Well, it's time to end the debate. It's not either or. It's "with"(in the words of Mitch Joel). The whole purpose of marketing through
any channel is to reach out to your audience where they will engage best with your brand. If this is true than the debate should be Media versus No Media. The differences between Social Media and Traditional Media are no different than those that separate Television and Radio, or Newspaper and Billboards. All offer:
  • Different levels of consumer engagement
  • Some form of scalability
  • Different execution strategies
  • Different results
Chris Brogan just wrote a great post on the unique experience that Social Media can (but doesn't always) provide. His story is about the small business, mom and pop shop of the 1930's type of brand experience...."That’s the time to use social media, when you want to reach people on a more personal and more connected way. It’s not always the path to more revenue. In fact, it’s definitely not as easy as just pushing a few clicks and having books sent to the house. But when you need a more personalized feeling, a more human experience, cafe-shaped is what social media does best."

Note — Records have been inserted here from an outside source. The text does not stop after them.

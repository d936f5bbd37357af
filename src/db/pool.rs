//! Database connection pool
//!
//! Creates the SQLite connection pool backing every repository. Foreign key
//! enforcement is switched on at connect time; the favorites association
//! tables and the characters.homeworld_id reference rely on it.

use anyhow::{Context, Result};
use sqlx::sqlite::{SqlitePool, SqlitePoolOptions};

use crate::config::DatabaseConfig;

/// Connection pool shared by all repositories
pub type DbPool = SqlitePool;

/// Create a SQLite connection pool from configuration.
///
/// Accepts a plain file path, a `sqlite:` URL, or `:memory:`. For file-based
/// databases the parent directory is created and the database file is
/// created on first connect.
pub async fn create_pool(config: &DatabaseConfig) -> Result<DbPool> {
    let url = config.url.as_str();

    if !url.starts_with(":memory:") && !url.starts_with("sqlite::memory:") {
        let path = if let Some(stripped) = url.strip_prefix("sqlite:") {
            stripped
        } else {
            url
        };

        if let Some(parent) = std::path::Path::new(path).parent() {
            if !parent.as_os_str().is_empty() {
                std::fs::create_dir_all(parent).with_context(|| {
                    format!("Failed to create database directory: {:?}", parent)
                })?;
            }
        }
    }

    let connection_url = if url.starts_with("sqlite:") {
        if url.contains('?') {
            url.to_string()
        } else {
            format!("{}?mode=rwc", url)
        }
    } else if url == ":memory:" {
        "sqlite::memory:".to_string()
    } else {
        format!("sqlite:{}?mode=rwc", url)
    };

    // An in-memory database exists per connection, so the pool must stay at
    // a single connection or each handle would see its own empty schema.
    let max_connections = if connection_url.contains(":memory:") { 1 } else { 20 };

    let pool = SqlitePoolOptions::new()
        .max_connections(max_connections)
        .connect(&connection_url)
        .await
        .with_context(|| format!("Failed to connect to SQLite database: {}", url))?;

    sqlx::query("PRAGMA foreign_keys = ON")
        .execute(&pool)
        .await
        .context("Failed to enable foreign keys")?;

    Ok(pool)
}

/// Create an in-memory database pool for testing
pub async fn create_test_pool() -> Result<DbPool> {
    let config = DatabaseConfig {
        url: ":memory:".to_string(),
    };
    create_pool(&config).await
}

Radio didn't start out with 15 second product dumps and the online space didn't start out with a focus on click through rates. We have created this environment. Social Media is no different.

First find out who you're talking to. Then find out what you want to say. Then explore where you want to say it. Not the other way around.

Friday, December 19, 2008

Why bother with a good design?

Don’t take this the wrong way, but will the design of your webpage, online ad, or any other marketing channel really impact your sales? I would agree 100% that it will impact your brand perception - but when it comes to sales does, sexy design trump the right message and offer?

This is a loaded question and depending which side of the conversation you’re on, will stir up some serious debate. I personally love good design. I enjoy something that is clever and pleasing to the eye. But I also like reviewing ad campaigns, reading and responding to blogs, checking out all things new online, and engaging in topics of interest with anyone willing to discuss them. In other words, I'm probably not the norm. The norm might look more like – I’m busy, I don’t want to figure out why the ad is clever, tell me the value, show me the experience, how easy is it to purchase.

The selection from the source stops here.